Stored data:
——
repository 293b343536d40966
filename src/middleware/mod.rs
pub mod request_id;
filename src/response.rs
use axum::http::StatusCode;
use axum::response::{IntoResponse, Response};
use axum::Json;
use serde::Serialize;

use crate::srs::EngineError;
use crate::store::StoreError;

#[derive(Debug, Serialize)]
#[serde(rename_all = "camelCase")]
pub struct ApiResponse<T: Serialize> {
    pub success: bool,
    pub data: T,
}

#[derive(Debug, Serialize)]
#[serde(rename_all = "camelCase")]
pub struct ErrorBody {
    pub success: bool,
    pub code: String,
    pub message: String,
    pub trace_id: Option<String>,
}

#[derive(Debug, Clone)]
pub struct AppError {
    pub status: StatusCode,
    pub code: String,
    pub message: String,
    pub is_operational: bool,
}

impl AppError {
    fn operational(status: StatusCode, code: &str, message: &str) -> Self {
        Self {
            status,
            code: code.to_string(),
            message: message.to_string(),
            is_operational: true,
        }
    }

    pub fn bad_request(code: &str, message: &str) -> Self {
        Self::operational(StatusCode::BAD_REQUEST, code, message)
    }

    pub fn not_found(message: &str) -> Self {
        Self::operational(StatusCode::NOT_FOUND, "NOT_FOUND", message)
    }

    pub fn conflict(code: &str, message: &str) -> Self {
        Self::operational(StatusCode::CONFLICT, code, message)
    }

    /// 会话中途保存失败：内存中的会话保持不变，客户端可重试同一步
    pub fn save_failed(detail: &str) -> Self {
        tracing::error!(error = %detail, "Failed to persist review step");
        Self::operational(
            StatusCode::SERVICE_UNAVAILABLE,
            "SAVE_FAILED",
            "学习进度保存失败，请重试",
        )
    }

    pub fn internal(message: &str) -> Self {
        Self {
            status: StatusCode::INTERNAL_SERVER_ERROR,
            code: "INTERNAL_ERROR".to_string(),
            message: message.to_string(),
            is_operational: false,
        }
    }
}

impl IntoResponse for AppError {
    fn into_response(self) -> Response {
        let message = if self.is_operational {
            tracing::warn!(status = self.status.as_u16(), code = %self.code, error = %self.message, "Request rejected");
            self.message
        } else {
            // 内部错误细节只进日志
            tracing::error!(status = self.status.as_u16(), code = %self.code, error = %self.message, "Request failed");
            "服务器内部错误".to_string()
        };

        let body = ErrorBody {
            success: false,
            code: self.code,
            message,
            trace_id: None,
        };
        (self.status, Json(body)).into_response()
    }
}

// StoreError 映射：Validation -> 400（可安全暴露），其余 -> 500（消息被替换为通用文案）
impl From<StoreError> for AppError {
    fn from(value: StoreError) -> Self {
        match &value {
            StoreError::Validation(msg) => AppError::bad_request("VALIDATION_ERROR", msg),
            StoreError::NotFound { entity, key } => {
                AppError::not_found(&format!("{entity} not found: {key}"))
            }
            _ => AppError::internal(&value.to_string()),
        }
    }
}

impl From<EngineError> for AppError {
    fn from(value: EngineError) -> Self {
        match value {
            EngineError::Store(e) => e.into(),
            EngineError::Validation(msg) => AppError::bad_request("VALIDATION_ERROR", &msg),
            EngineError::DatasetNotFound(id) => Self::operational(
                StatusCode::NOT_FOUND,
                "DATASET_NOT_FOUND",
                &format!("dataset not found: {id}"),
            ),
            e @ EngineError::CardNotFound { .. } => {
                Self::operational(StatusCode::NOT_FOUND, "CARD_NOT_FOUND", &e.to_string())
            }
            EngineError::NothingDue(id) => AppError::conflict(
                "NOTHING_DUE",
                &format!("no cards are due in dataset {id}"),
            ),
            e @ EngineError::EmptyQueue => AppError::conflict("QUEUE_EMPTY", &e.to_string()),
            e @ EngineError::InvalidTransition(_) => {
                AppError::conflict("INVALID_SESSION_STATE", &e.to_string())
            }
            EngineError::InvalidRating(msg) => AppError::bad_request("INVALID_RATING", &msg),
        }
    }
}

fn envelope<T: Serialize>(status: StatusCode, data: T) -> (StatusCode, Json<ApiResponse<T>>) {
    (status, Json(ApiResponse { success: true, data }))
}

pub fn ok<T: Serialize>(data: T) -> impl IntoResponse {
    envelope(StatusCode::OK, data)
}

pub fn created<T: Serialize>(data: T) -> impl IntoResponse {
    envelope(StatusCode::CREATED, data)
}

#[cfg(test)]
mod tests {
    use axum::body::to_bytes;
    use axum::response::IntoResponse;

    use super::*;

    async fn body_json(resp: Response) -> serde_json::Value {
        let body = to_bytes(resp.into_body(), usize::MAX).await.unwrap();
        serde_json::from_slice(&body).unwrap()
    }

    #[tokio::test]
    async fn internal_error_is_redacted() {
        let resp = AppError::internal("sled crash").into_response();
        let body = to_bytes(resp.into_body(), usize::MAX).await.unwrap();
        let text = String::from_utf8(body.to_vec()).unwrap();
        assert!(!text.contains("sled crash"));
        assert!(text.contains("服务器内部错误"));
    }

    #[tokio::test]
    async fn validation_message_is_exposed() {
        let err: AppError = EngineError::Validation("cards[2].answers must be a non-empty array".into()).into();
        assert_eq!(err.status, StatusCode::BAD_REQUEST);
        let json = body_json(err.into_response()).await;
        assert_eq!(json["code"], "VALIDATION_ERROR");
        assert_eq!(json["message"], "cards[2].answers must be a non-empty array");
        assert_eq!(json["success"], false);
    }

    #[tokio::test]
    async fn engine_errors_map_to_status() {
        let cases: Vec<(EngineError, StatusCode, &str)> = vec![
            (EngineError::DatasetNotFound("d".into()), StatusCode::NOT_FOUND, "DATASET_NOT_FOUND"),
            (EngineError::NothingDue("d".into()), StatusCode::CONFLICT, "NOTHING_DUE"),
            (EngineError::EmptyQueue, StatusCode::CONFLICT, "QUEUE_EMPTY"),
            (EngineError::InvalidTransition("x".into()), StatusCode::CONFLICT, "INVALID_SESSION_STATE"),
            (EngineError::InvalidRating("x".into()), StatusCode::BAD_REQUEST, "INVALID_RATING"),
        ];
        for (engine_error, status, code) in cases {
            let err: AppError = engine_error.into();
            assert_eq!(err.status, status);
            assert_eq!(err.code, code);
        }
    }

    #[tokio::test]
    async fn save_failed_is_retryable() {
        let err = AppError::save_failed("io error");
        assert_eq!(err.status, StatusCode::SERVICE_UNAVAILABLE);
        let json = body_json(err.into_response()).await;
        assert_eq!(json["code"], "SAVE_FAILED");
        assert!(!json["message"].as_str().unwrap().contains("io error"));
    }
}
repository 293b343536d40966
//! 单次复习会话状态机
//!
//! `AwaitingAnswer -> Graded -> AwaitingAnswer | Completed`. A session is
//! built from the due queue once, at start; every grading step commits its
//! store update atomically before the in-memory session advances, so a
//! failed commit leaves the session in `Graded` and the step can be retried.

use chrono::{DateTime, Utc};
use serde::Serialize;

use crate::srs::answer::{score_answer, AnswerResult};
use crate::srs::confusion::{detect_confusion, inject_remediation};
use crate::srs::interleave::select_next;
use crate::srs::queue::{build_due_queue, DueEntry};
use crate::srs::retention::parse_exam_date;
use crate::srs::scheduler::{schedule_next, Rating};
use crate::srs::EngineError;
use crate::store::operations::card_states::CardStateRecord;
use crate::store::operations::confusions::{ConfusionPair, ConfusionPairKey};
use crate::store::operations::reviews::Review;
use crate::store::Store;

#[derive(Debug, Clone, PartialEq)]
pub enum SessionPhase {
    AwaitingAnswer {
        shown_at: DateTime<Utc>,
    },
    Graded {
        result: AnswerResult,
        response_ms: u64,
        gave_up: bool,
    },
    Completed,
}

impl SessionPhase {
    pub fn name(&self) -> &'static str {
        match self {
            Self::AwaitingAnswer { .. } => "awaitingAnswer",
            Self::Graded { .. } => "graded",
            Self::Completed => "completed",
        }
    }
}

#[derive(Debug, Clone)]
pub struct ReviewSession {
    id: String,
    dataset_id: String,
    queue: Vec<DueEntry>,
    current: Option<DueEntry>,
    last_topic: Option<String>,
    phase: SessionPhase,
    sample_size: usize,
    started_at: DateTime<Utc>,
    last_activity_at: DateTime<Utc>,
    reviewed: u32,
    correct: u32,
}

/// What a committed grading step produced.
#[derive(Debug, Clone, Serialize)]
#[serde(rename_all = "camelCase")]
pub struct RateOutcome {
    pub rating: Rating,
    pub state: CardStateRecord,
    pub confused_with: Option<String>,
    pub confusion: Option<ConfusionPair>,
    pub completed: bool,
}

#[derive(Debug, Clone, Serialize)]
#[serde(rename_all = "camelCase")]
pub struct CardPrompt {
    pub card_id: String,
    pub topic: Option<String>,
    pub question: String,
}

/// Client-facing snapshot. Answers and explanation are only revealed once
/// the current card has been graded.
#[derive(Debug, Clone, Serialize)]
#[serde(rename_all = "camelCase")]
pub struct SessionView {
    pub session_id: String,
    pub dataset_id: String,
    pub phase: &'static str,
    pub current: Option<CardPrompt>,
    pub result: Option<AnswerResult>,
    pub explanation: Option<String>,
    pub awaiting_self_rating: bool,
    pub remaining: usize,
    pub reviewed: u32,
    pub correct: u32,
    pub started_at: DateTime<Utc>,
}

impl ReviewSession {
    pub fn start(
        store: &Store,
        dataset_id: &str,
        sample_size: usize,
        now: DateTime<Utc>,
    ) -> Result<Self, EngineError> {
        if store.get_dataset_meta(dataset_id)?.is_none() {
            return Err(EngineError::DatasetNotFound(dataset_id.to_string()));
        }

        let mut queue = build_due_queue(store, dataset_id, now)?;
        if queue.is_empty() {
            return Err(EngineError::NothingDue(dataset_id.to_string()));
        }
        let current = select_next(&mut queue, None, sample_size)?;

        let session = Self {
            id: uuid::Uuid::new_v4().to_string(),
            dataset_id: dataset_id.to_string(),
            queue,
            current: Some(current),
            last_topic: None,
            phase: SessionPhase::AwaitingAnswer { shown_at: now },
            sample_size,
            started_at: now,
            last_activity_at: now,
            reviewed: 0,
            correct: 0,
        };
        tracing::info!(
            session_id = %session.id,
            dataset_id,
            due = session.queue.len() + 1,
            "Review session started"
        );
        Ok(session)
    }

    pub fn id(&self) -> &str {
        &self.id
    }

    pub fn dataset_id(&self) -> &str {
        &self.dataset_id
    }

    pub fn phase(&self) -> &SessionPhase {
        &self.phase
    }

    pub fn current(&self) -> Option<&DueEntry> {
        self.current.as_ref()
    }

    pub fn queue(&self) -> &[DueEntry] {
        &self.queue
    }

    pub fn last_activity_at(&self) -> DateTime<Utc> {
        self.last_activity_at
    }

    pub fn is_completed(&self) -> bool {
        matches!(self.phase, SessionPhase::Completed)
    }

    fn grade(&mut self, input: Option<&str>, gave_up: bool, now: DateTime<Utc>) -> Result<AnswerResult, EngineError> {
        let SessionPhase::AwaitingAnswer { shown_at } = self.phase else {
            return Err(EngineError::InvalidTransition(format!(
                "cannot answer while {}",
                self.phase.name()
            )));
        };
        let current = self
            .current
            .as_ref()
            .ok_or_else(|| EngineError::InvalidTransition("no current card".to_string()))?;

        let mut result = score_answer(input, &current.card.answers);
        if gave_up {
            result.correct = false;
        }
        let response_ms = u64::try_from((now - shown_at).num_milliseconds()).unwrap_or(0);

        self.last_activity_at = now;
        self.phase = SessionPhase::Graded {
            result: result.clone(),
            response_ms,
            gave_up,
        };
        Ok(result)
    }

    pub fn submit_answer(&mut self, input: Option<&str>, now: DateTime<Utc>) -> Result<AnswerResult, EngineError> {
        self.grade(input, false, now)
    }

    /// "I don't know": whatever was typed so far is graded as incorrect.
    pub fn give_up(&mut self, input: Option<&str>, now: DateTime<Utc>) -> Result<AnswerResult, EngineError> {
        self.grade(input, true, now)
    }

    /// Correct answers need a self-rating of Hard, Good or Easy; incorrect
    /// answers are always graded Again and `rating` is ignored.
    pub fn rate(
        &mut self,
        store: &Store,
        rating: Option<Rating>,
        now: DateTime<Utc>,
    ) -> Result<RateOutcome, EngineError> {
        let SessionPhase::Graded {
            result,
            response_ms,
            ..
        } = &self.phase
        else {
            return Err(EngineError::InvalidTransition(format!(
                "cannot rate while {}",
                self.phase.name()
            )));
        };
        let current = self
            .current
            .as_ref()
            .ok_or_else(|| EngineError::InvalidTransition("no current card".to_string()))?;

        let rating = if result.correct {
            match rating {
                Some(r) if r.is_success() => r,
                Some(_) => {
                    return Err(EngineError::InvalidRating(
                        "a correct answer must be rated hard, good or easy".to_string(),
                    ))
                }
                None => {
                    return Err(EngineError::InvalidRating(
                        "a correct answer needs a self-rating".to_string(),
                    ))
                }
            }
        } else {
            Rating::Again
        };

        let card_id = current.card.card_id.clone();
        // 会话期间数据集被重新导入时，卡片可能已不存在
        if store.get_card(&self.dataset_id, &card_id)?.is_none() {
            return Err(EngineError::CardNotFound {
                dataset_id: self.dataset_id.clone(),
                card_id,
            });
        }
        let settings = store.get_settings()?;
        let exam_date = settings.exam_date.as_deref().and_then(parse_exam_date);
        let prior = store.get_card_state(&self.dataset_id, &card_id)?;
        let record = schedule_next(now, prior.as_ref(), rating, settings.target_r, exam_date)
            .into_record(&self.dataset_id, &card_id, rating, *response_ms);

        let review = Review {
            id: uuid::Uuid::new_v4().to_string(),
            dataset_id: self.dataset_id.clone(),
            card_id: card_id.clone(),
            reviewed_at: now,
            correct: result.correct,
            rating: rating.grade(),
            response_ms: *response_ms,
            answer_raw: result.actual.clone(),
        };

        let confused_card = if result.correct {
            None
        } else {
            detect_confusion(store, &self.dataset_id, &result.actual, &card_id)?
        };
        let pair_key = confused_card
            .as_ref()
            .map(|other| ConfusionPairKey::new(&self.dataset_id, &card_id, &other.card_id))
            .transpose()?;

        let confusion = store.commit_review(&record, &review, pair_key.as_ref())?;

        // Committed; only now does the in-memory session move on.
        let was_correct = result.correct;
        let answered = self.current.take();
        self.last_topic = answered.and_then(|entry| entry.card.topic);
        self.reviewed += 1;
        if was_correct {
            self.correct += 1;
        }
        self.last_activity_at = now;

        let confused_with = confused_card.as_ref().map(|c| c.card_id.clone());
        let remediation = match confused_card {
            Some(card) => inject_remediation(&mut self.queue, card),
            None => false,
        };
        if let Some(other) = &confused_with {
            tracing::info!(
                session_id = %self.id,
                card_id = %card_id,
                confused_with = %other,
                remediation,
                "Confusion detected"
            );
        }

        self.advance(remediation, now)?;

        Ok(RateOutcome {
            rating,
            state: record,
            confused_with,
            confusion,
            completed: self.is_completed(),
        })
    }

    fn advance(&mut self, remediation: bool, now: DateTime<Utc>) -> Result<(), EngineError> {
        if self.queue.is_empty() {
            self.phase = SessionPhase::Completed;
            tracing::info!(
                session_id = %self.id,
                reviewed = self.reviewed,
                correct = self.correct,
                "Review session completed"
            );
            return Ok(());
        }
        // A remediation card was just put at the head and must be shown
        // next, whatever its topic.
        let next = if remediation {
            self.queue.remove(0)
        } else {
            select_next(&mut self.queue, self.last_topic.as_deref(), self.sample_size)?
        };
        self.current = Some(next);
        self.phase = SessionPhase::AwaitingAnswer { shown_at: now };
        Ok(())
    }

    pub fn abandon(&mut self) {
        if !self.is_completed() {
            tracing::info!(
                session_id = %self.id,
                reviewed = self.reviewed,
                remaining = self.queue.len() + usize::from(self.current.is_some()),
                "Review session abandoned"
            );
        }
        self.queue.clear();
        self.current = None;
        self.phase = SessionPhase::Completed;
    }

    pub fn view(&self) -> SessionView {
        let (result, awaiting_self_rating) = match &self.phase {
            SessionPhase::Graded { result, .. } => (Some(result.clone()), result.correct),
            _ => (None, false),
        };
        let explanation = match self.phase {
            SessionPhase::Graded { .. } => self.current.as_ref().and_then(|c| c.card.explanation.clone()),
            _ => None,
        };
        SessionView {
            session_id: self.id.clone(),
            dataset_id: self.dataset_id.clone(),
            phase: self.phase.name(),
            current: self.current.as_ref().map(|entry| CardPrompt {
                card_id: entry.card.card_id.clone(),
                topic: entry.card.topic.clone(),
                question: entry.card.question.clone(),
            }),
            result,
            explanation,
            awaiting_self_rating,
            remaining: self.queue.len(),
            reviewed: self.reviewed,
            correct: self.correct,
            started_at: self.started_at,
        }
    }
}
use chrono::{Duration, Utc};

use crate::srs::registry::SessionRegistry;

pub async fn run(sessions: &SessionRegistry, max_idle: Duration) {
    tracing::debug!("session_cleanup: start");
    let evicted = sessions.evict_idle(Utc::now(), max_idle).await;
    if evicted > 0 {
        let remaining = sessions.len().await;
        tracing::info!(evicted, remaining, "session_cleanup: done");
    } else {
        tracing::debug!("session_cleanup: nothing idle");
    }
}
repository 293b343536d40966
use sled::Transactional;

use crate::store::keys;
use crate::store::operations::card_states::CardStateRecord;
use crate::store::operations::cards::Card;
use crate::store::operations::confusions::ConfusionPair;
use crate::store::operations::datasets::DatasetMeta;
use crate::store::operations::reviews::Review;
use crate::store::operations::settings::Settings;
use crate::store::{map_tx_error, Store, StoreError};

type Row = (String, Vec<u8>);

/// Rows of a progress restore, keyed and serialized up front. Building the
/// batch is where malformed ids are rejected, so nothing is written for a
/// batch that cannot be applied in full.
#[derive(Debug, Default)]
pub struct ProgressBatch {
    datasets: Vec<Row>,
    cards: Vec<Row>,
    card_states: Vec<Row>,
    reviews: Vec<Row>,
    confusion_pairs: Vec<Row>,
    settings: Option<Vec<u8>>,
}

impl ProgressBatch {
    pub fn push_dataset(&mut self, meta: &DatasetMeta) -> Result<(), StoreError> {
        let key = keys::dataset_key(&meta.dataset_id)?;
        self.datasets.push((key, Store::serialize(meta)?));
        Ok(())
    }

    pub fn push_card(&mut self, card: &Card) -> Result<(), StoreError> {
        let key = keys::card_key(&card.dataset_id, &card.card_id)?;
        self.cards.push((key, Store::serialize(card)?));
        Ok(())
    }

    pub fn push_card_state(&mut self, state: &CardStateRecord) -> Result<(), StoreError> {
        let key = keys::card_state_key(&state.dataset_id, &state.card_id)?;
        self.card_states.push((key, Store::serialize(state)?));
        Ok(())
    }

    pub fn push_confusion(&mut self, pair: &ConfusionPair) -> Result<(), StoreError> {
        let key = pair.key()?.storage_key()?;
        self.confusion_pairs.push((key, Store::serialize(pair)?));
        Ok(())
    }

    pub fn push_review(&mut self, review: &Review) -> Result<(), StoreError> {
        let key = keys::review_key(
            &review.dataset_id,
            review.reviewed_at.timestamp_millis(),
            &review.id,
        )?;
        self.reviews.push((key, Store::serialize(review)?));
        Ok(())
    }

    pub fn set_settings(&mut self, settings: &Settings) -> Result<(), StoreError> {
        self.settings = Some(Store::serialize(settings)?);
        Ok(())
    }
}

fn existing_keys(tree: &sled::Tree) -> Result<Vec<sled::IVec>, StoreError> {
    tree.iter()
        .keys()
        .map(|k| k.map_err(StoreError::from))
        .collect()
}

impl Store {
    /// Applies a restore batch in one transaction across every data tree.
    /// With `replace` the current contents are dropped in the same
    /// transaction, so a failed restore leaves the store as it was.
    pub fn apply_progress(&self, batch: &ProgressBatch, replace: bool) -> Result<(), StoreError> {
        let data_trees = [
            &self.datasets,
            &self.cards,
            &self.card_states,
            &self.reviews,
            &self.confusion_pairs,
            &self.settings,
        ];
        let mut stale: [Vec<sled::IVec>; 6] = Default::default();
        if replace {
            for (slot, tree) in stale.iter_mut().zip(data_trees) {
                *slot = existing_keys(tree)?;
            }
        }
        let [stale_datasets, stale_cards, stale_states, stale_reviews, stale_pairs, stale_settings] =
            &stale;

        (
            &self.datasets,
            &self.cards,
            &self.card_states,
            &self.reviews,
            &self.confusion_pairs,
            &self.settings,
        )
            .transaction(|(tx_datasets, tx_cards, tx_states, tx_reviews, tx_pairs, tx_settings)| {
                let targets = [
                    (tx_datasets, stale_datasets, &batch.datasets),
                    (tx_cards, stale_cards, &batch.cards),
                    (tx_states, stale_states, &batch.card_states),
                    (tx_reviews, stale_reviews, &batch.reviews),
                    (tx_pairs, stale_pairs, &batch.confusion_pairs),
                ];
                for (tree, stale_keys, rows) in targets {
                    for key in stale_keys {
                        tree.remove(key.as_ref())?;
                    }
                    for (key, bytes) in rows {
                        tree.insert(key.as_bytes(), bytes.as_slice())?;
                    }
                }
                for key in stale_settings {
                    tx_settings.remove(key.as_ref())?;
                }
                if let Some(bytes) = &batch.settings {
                    tx_settings.insert(keys::SETTINGS_KEY.as_bytes(), bytes.as_slice())?;
                }
                Ok(())
            })
            .map_err(map_tx_error)?;

        tracing::info!(
            replace,
            datasets = batch.datasets.len(),
            cards = batch.cards.len(),
            reviews = batch.reviews.len(),
            "Progress batch applied"
        );
        Ok(())
    }
}
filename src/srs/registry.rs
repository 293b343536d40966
//! In-memory registry of live review sessions, keyed by session id.
//!
//! Sessions are never persisted; a restart drops them and learners simply
//! start a new one from the current stored state.

use std::collections::HashMap;

use chrono::{DateTime, Duration, Utc};
use tokio::sync::Mutex;

use crate::srs::session::{ReviewSession, SessionView};

#[derive(Debug, Default)]
pub struct SessionRegistry {
    sessions: Mutex<HashMap<String, ReviewSession>>,
}

impl SessionRegistry {
    pub fn new() -> Self {
        Self::default()
    }

    pub async fn insert(&self, session: ReviewSession) -> SessionView {
        let view = session.view();
        self.sessions
            .lock()
            .await
            .insert(session.id().to_string(), session);
        view
    }

    /// Runs `f` against the session under the registry lock. `None` if the
    /// session does not exist (never started, abandoned or evicted).
    pub async fn update<R>(&self, id: &str, f: impl FnOnce(&mut ReviewSession) -> R) -> Option<R> {
        let mut sessions = self.sessions.lock().await;
        sessions.get_mut(id).map(f)
    }

    pub async fn view(&self, id: &str) -> Option<SessionView> {
        self.sessions.lock().await.get(id).map(ReviewSession::view)
    }

    pub async fn remove(&self, id: &str) -> Option<ReviewSession> {
        self.sessions.lock().await.remove(id)
    }

    pub async fn len(&self) -> usize {
        self.sessions.lock().await.len()
    }

    pub async fn is_empty(&self) -> bool {
        self.len().await == 0
    }

    /// Drops sessions with no activity for `max_idle`. Returns how many
    /// were evicted.
    pub async fn evict_idle(&self, now: DateTime<Utc>, max_idle: Duration) -> usize {
        let mut sessions = self.sessions.lock().await;
        let before = sessions.len();
        sessions.retain(|_, session| now - session.last_activity_at() < max_idle);
        before - sessions.len()
    }

    pub async fn clear(&self) -> usize {
        let mut sessions = self.sessions.lock().await;
        let n = sessions.len();
        sessions.clear();
        n
    }
}
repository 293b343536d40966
use axum::extract::{Path, State};
use axum::routing::{get, post};
use axum::Router;
use chrono::Utc;
use serde::{Deserialize, Serialize};

use crate::extractors::{JsonBody, OptionalJsonBody};
use crate::response::{created, ok, AppError};
use crate::srs::answer::AnswerResult;
use crate::srs::scheduler::Rating;
use crate::srs::session::{RateOutcome, ReviewSession, SessionView};
use crate::srs::EngineError;
use crate::state::AppState;

pub fn router() -> Router<AppState> {
    Router::new()
        .route("/sessions", post(start_session))
        .route("/sessions/:id", get(get_session).delete(abandon_session))
        .route("/sessions/:id/answer", post(submit_answer))
        .route("/sessions/:id/give-up", post(give_up))
        .route("/sessions/:id/rate", post(rate))
}

fn session_not_found(id: &str) -> AppError {
    AppError {
        status: axum::http::StatusCode::NOT_FOUND,
        code: "SESSION_NOT_FOUND".to_string(),
        message: format!("study session not found: {id}"),
        is_operational: true,
    }
}

#[derive(Debug, Deserialize)]
#[serde(rename_all = "camelCase")]
struct StartSessionRequest {
    dataset_id: String,
}

async fn start_session(
    State(state): State<AppState>,
    JsonBody(req): JsonBody<StartSessionRequest>,
) -> Result<impl axum::response::IntoResponse, AppError> {
    let session = ReviewSession::start(
        state.store(),
        &req.dataset_id,
        state.config().study.interleave_sample_size,
        Utc::now(),
    )?;
    let view = state.sessions().insert(session).await;
    Ok(created(view))
}

async fn get_session(
    Path(id): Path<String>,
    State(state): State<AppState>,
) -> Result<impl axum::response::IntoResponse, AppError> {
    let view = state
        .sessions()
        .view(&id)
        .await
        .ok_or_else(|| session_not_found(&id))?;
    Ok(ok(view))
}

#[derive(Debug, Default, Deserialize)]
#[serde(rename_all = "camelCase")]
struct AnswerRequest {
    #[serde(default)]
    answer: Option<String>,
}

#[derive(Debug, Serialize)]
#[serde(rename_all = "camelCase")]
struct AnswerResponse {
    result: AnswerResult,
    session: SessionView,
}

async fn submit_answer(
    Path(id): Path<String>,
    State(state): State<AppState>,
    JsonBody(req): JsonBody<AnswerRequest>,
) -> Result<impl axum::response::IntoResponse, AppError> {
    let now = Utc::now();
    let (result, session) = state
        .sessions()
        .update(&id, |s| {
            s.submit_answer(req.answer.as_deref(), now)
                .map(|result| (result, s.view()))
        })
        .await
        .ok_or_else(|| session_not_found(&id))??;
    Ok(ok(AnswerResponse { result, session }))
}

async fn give_up(
    Path(id): Path<String>,
    State(state): State<AppState>,
    OptionalJsonBody(req): OptionalJsonBody<AnswerRequest>,
) -> Result<impl axum::response::IntoResponse, AppError> {
    let now = Utc::now();
    let (result, session) = state
        .sessions()
        .update(&id, |s| {
            s.give_up(req.answer.as_deref(), now)
                .map(|result| (result, s.view()))
        })
        .await
        .ok_or_else(|| session_not_found(&id))??;
    Ok(ok(AnswerResponse { result, session }))
}

#[derive(Debug, Default, Deserialize)]
#[serde(rename_all = "camelCase")]
struct RateRequest {
    /// 1-4 (Again/Hard/Good/Easy); ignored for incorrect answers
    #[serde(default)]
    rating: Option<i64>,
}

#[derive(Debug, Serialize)]
#[serde(rename_all = "camelCase")]
struct RateResponse {
    outcome: RateOutcome,
    session: SessionView,
}

async fn rate(
    Path(id): Path<String>,
    State(state): State<AppState>,
    OptionalJsonBody(req): OptionalJsonBody<RateRequest>,
) -> Result<impl axum::response::IntoResponse, AppError> {
    let rating = req.rating.map(Rating::from_grade);
    let now = Utc::now();
    let store = state.store();

    let result = state
        .sessions()
        .update(&id, |s| s.rate(store, rating, now).map(|outcome| (outcome, s.view())))
        .await
        .ok_or_else(|| session_not_found(&id))?;

    match result {
        Ok((outcome, session)) => Ok(ok(RateResponse { outcome, session })),
        // 会话仍停留在 Graded，客户端可重试
        Err(EngineError::Store(e)) => Err(AppError::save_failed(&e.to_string())),
        Err(e) => Err(e.into()),
    }
}

async fn abandon_session(
    Path(id): Path<String>,
    State(state): State<AppState>,
) -> Result<impl axum::response::IntoResponse, AppError> {
    let mut session = state
        .sessions()
        .remove(&id)
        .await
        .ok_or_else(|| session_not_found(&id))?;
    session.abandon();
    Ok(ok(session.view()))
}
——
● AIM OF THE TASK
Return all lines from the entries that contain the string "rejected".

● COMPLETED EXERCISE
            tracing::warn!(status = self.status.as_u16(), code = %self.code, error = %self.message, "Request rejected");
/// batch is where malformed ids are rejected, so nothing is written for a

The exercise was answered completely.